However, there is a subtle asymmetry here stemming from the distinction between ‘possible’ and ‘feasible’ worlds. Assume with Durston that there are such things as counterfactuals of freedom. In that case, then not every logically possible world is feasible for God to create. Suppose that, prior to creating the world, the following counterfactual is true:
a. If John were sitting before his desk on May 15, 2023, he would freely write an email to his boss.
If (a) is true, then it is impossible for God to actualize that possible world where John sits at his desk on May 15 and does not freely send an email to his superior – the relevant counterfactual restricts the scope of possible worlds that God can actualize. What goes for that specific counterfactual goes for all of them: they together delimit the range of possible worlds to a subset of feasible worlds that God can actualize.
Now, return to EVIL and LIFE. The defender of the FTA need only defend two modest claims: (1) there is at least one feasible world α where conscious life is not so deleterious and wicked that it would be a net-negative for God to bring it about, and (2) for all we know, the actual world is α.

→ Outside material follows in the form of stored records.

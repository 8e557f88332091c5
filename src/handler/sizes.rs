//! Size parameter parsing and validation.
//!
//! Sizes arrive as JSON numbers or digit strings. Only prefix lengths from
//! /16 to /28 are accepted by the handler; the allocator itself takes any
//! prefix length.

use serde_json::Value;

/// Largest block the handler will request
pub const MIN_SUBNET_SIZE: u8 = 16;

/// Smallest block the handler will request
pub const MAX_SUBNET_SIZE: u8 = 28;

/// Parse one size parameter, either an integer or a string of digits
pub fn parse_size(size: &Value) -> Option<u8> {
    match size {
        Value::Number(number) => number.as_u64().and_then(|n| u8::try_from(n).ok()),
        Value::String(text) if !text.is_empty() && text.bytes().all(|b| b.is_ascii_digit()) => {
            text.parse().ok()
        }
        _ => None,
    }
}

/// True when every size parsed and lies within the accepted range
pub fn sizes_valid(sizes: &[Option<u8>]) -> bool {
    sizes
        .iter()
        .all(|size| matches!(size, Some(n) if (MIN_SUBNET_SIZE..=MAX_SUBNET_SIZE).contains(n)))
}

/// The size as the caller wrote it, for error messages
pub fn raw_size(size: &Value) -> String {
    match size {
        Value::String(text) => text.clone(),
        other => other.to_string(),
    }
}
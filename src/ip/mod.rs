//! IPv4 range and subnet allocation module.
//!
//! This module holds the address range value type and the first-fit
//! allocator that places requested blocks inside parent networks.

pub mod range;
pub mod allocator;

// Re-export commonly used types
pub use range::{AddressRange, CidrError};
pub use allocator::{find_subnets, AllocationError, CidrFindr, Network};
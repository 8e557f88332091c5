//! Custom-resource handler.
//!
//! This module adapts the allocator to an orchestration system that sends
//! lifecycle events and expects a status response. Looking up the VPC and
//! delivering the response are left to the `NetworkDescriber` and
//! `Responder` implementations supplied by the caller.

pub mod sizes;
pub mod types;

pub use sizes::{parse_size, sizes_valid, MAX_SUBNET_SIZE, MIN_SUBNET_SIZE};
pub use types::{Context, CustomResourceEvent, RequestType, ResponseBody, ResponseData, ResponseStatus};

use crate::config::Inventory;
use crate::ip::find_subnets;
use color_eyre::eyre::eyre;
use color_eyre::Result;
use serde_json::Value;

/// Property naming the VPC to allocate in
pub const VPC_ID_PROPERTY: &str = "VpcId";

/// Property holding the requested prefix lengths
pub const SIZES_PROPERTY: &str = "Sizes";

/// Source of a VPC's own block and its existing subnets
pub trait NetworkDescriber {
    fn describe_vpc_cidr(&self, vpc_id: &str) -> Result<String>;

    fn describe_subnet_cidrs(&self, vpc_id: &str) -> Result<Vec<String>>;
}

/// Destination for the finished response
pub trait Responder {
    fn respond(&mut self, body: ResponseBody) -> Result<()>;
}

/// Describes VPCs from a static inventory file
#[derive(Debug, Default)]
pub struct InventoryDescriber {
    inventory: Inventory,
}

impl InventoryDescriber {
    pub fn new(inventory: Inventory) -> Self {
        InventoryDescriber { inventory }
    }
}

impl NetworkDescriber for InventoryDescriber {
    fn describe_vpc_cidr(&self, vpc_id: &str) -> Result<String> {
        self.inventory
            .vpcs
            .get(vpc_id)
            .map(|vpc| vpc.cidr_block.clone())
            .ok_or_else(|| eyre!("The vpc ID '{}' does not exist", vpc_id))
    }

    fn describe_subnet_cidrs(&self, vpc_id: &str) -> Result<Vec<String>> {
        Ok(self
            .inventory
            .vpcs
            .get(vpc_id)
            .map(|vpc| vpc.subnets.clone())
            .unwrap_or_default())
    }
}

/// Writes the response body to stdout as JSON
#[derive(Debug, Default)]
pub struct StdoutResponder;

impl Responder for StdoutResponder {
    fn respond(&mut self, body: ResponseBody) -> Result<()> {
        println!("{}", serde_json::to_string_pretty(&body)?);
        Ok(())
    }
}

/// Keeps every response in memory
#[derive(Debug, Default)]
pub struct RecordingResponder {
    pub responses: Vec<ResponseBody>,
}

impl Responder for RecordingResponder {
    fn respond(&mut self, body: ResponseBody) -> Result<()> {
        self.responses.push(body);
        Ok(())
    }
}

/// Handle one custom-resource event and send exactly one response.
///
/// Returns the status that was sent.
pub fn handle(
    event: &CustomResourceEvent,
    context: &Context,
    describer: &dyn NetworkDescriber,
    responder: &mut dyn Responder,
) -> Result<ResponseStatus> {
    let body = build_response(event, context, describer);
    let status = body.status;

    log::info!("Responding: {}", serde_json::to_string(&body)?);
    responder.respond(body)?;

    Ok(status)
}

fn build_response(
    event: &CustomResourceEvent,
    context: &Context,
    describer: &dyn NetworkDescriber,
) -> ResponseBody {
    // Delete always succeeds
    if event.request_type == RequestType::Delete {
        return ResponseBody::success(event, context);
    }

    let properties = &event.resource_properties;

    let missing: Vec<&str> = [VPC_ID_PROPERTY, SIZES_PROPERTY]
        .into_iter()
        .filter(|param| !properties.contains_key(*param))
        .collect();

    if !missing.is_empty() {
        return ResponseBody::failed(
            event,
            context,
            format!("Missing parameter(s): {}", missing.join(", ")),
        );
    }

    let vpc_id = match &properties[VPC_ID_PROPERTY] {
        Value::String(id) => id.clone(),
        other => other.to_string(),
    };

    let raw_sizes: Vec<&Value> = match &properties[SIZES_PROPERTY] {
        Value::Array(items) => items.iter().collect(),
        other => vec![other],
    };

    let parsed_sizes: Vec<Option<u8>> = raw_sizes.iter().map(|size| parse_size(size)).collect();

    if !sizes_valid(&parsed_sizes) {
        let written: Vec<String> = raw_sizes.iter().map(|size| sizes::raw_size(size)).collect();
        return ResponseBody::failed(
            event,
            context,
            format!("An invalid subnet size was specified: {}", written.join(", ")),
        );
    }

    let sizes: Vec<u8> = parsed_sizes.into_iter().flatten().collect();

    let vpc_cidr = match describer.describe_vpc_cidr(&vpc_id) {
        Ok(cidr) => cidr,
        Err(e) => return ResponseBody::failed(event, context, e.to_string()),
    };

    let subnet_cidrs = match describer.describe_subnet_cidrs(&vpc_id) {
        Ok(cidrs) => cidrs,
        Err(e) => return ResponseBody::failed(event, context, e.to_string()),
    };

    let result = find_subnets(&[vpc_cidr.as_str()], &subnet_cidrs, &sizes);

    log::info!(
        "VPC: {}, Subnets: {:?}, Request: {:?}, Result: {:?}",
        vpc_cidr,
        subnet_cidrs,
        sizes,
        result
    );

    match result {
        Ok(cidr_blocks) => ResponseBody::success(event, context).with_cidr_blocks(cidr_blocks),
        Err(e) => ResponseBody::failed(event, context, e.to_string()),
    }
}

The first point encapsulates the idea that one arrives at premise (1.1) in the argument for LIFE, not by an inductive survey of the value of our universe, but by reflecting on the value of conscious life in general. From that general point, it will follow that God is non-negligibly likely to actualize α, whichever world it might be. To undermine that claim, the sceptic would have to defend the epistemic possibility that the counterfactuals of freedom are such that in all worlds feasible for God to create, none of them are on balance more good than bad. This is a radical claim; it seems undeniable that in at least one feasible world, moral agents within are not so horrific that the world is more bad than good. After all, God has at His disposal the entire range of all possible persons from which He can hand-select a collection that guarantees that the world that results from their choices is an all-things-considered good.
The second point is that the defender of the FTA need only defend the epistemic possibility that the actual world is α. They do not need to demonstrate that it actually is. Far from undermining this point, Durston’s argument supports it. Given the bewildering interdependent nature of historical events, we cannot evaluate the total moral value of our history as it unfolds in the actual world. This epistemic situation seems to entail the key claim required for the FTA to go through: for all we know, the actual world is a feasible world α for God to create where free creatures do not generate a sum of evil that outweighs their own intrinsic good. Given the arguments set out in section 3.2, we can say that God is not terribly unlikely to actualize α. The burden of proof, then, is on the sceptic’s shoulders to demonstrate that the actual world is not α. By contrast, the proponent of the argument from evil cannot rest their case with the mere epistemic possibility that the evil in the world is gratuitous – they must show that it actually is, and therein lies the asymmetry.
Objections and replies
Consider three problems one might raise for my analysis.
1. Symmetry reasserted
Objection – If we can say that there is at least one feasible world α of conscious agents that is not, on the whole, more bad than good – despite our dim grasp of the relevant counterfactuals of freedom – then by the same token, we can also say that there is at least one feasible world β that has less evil than, but just as much good as, the actual world.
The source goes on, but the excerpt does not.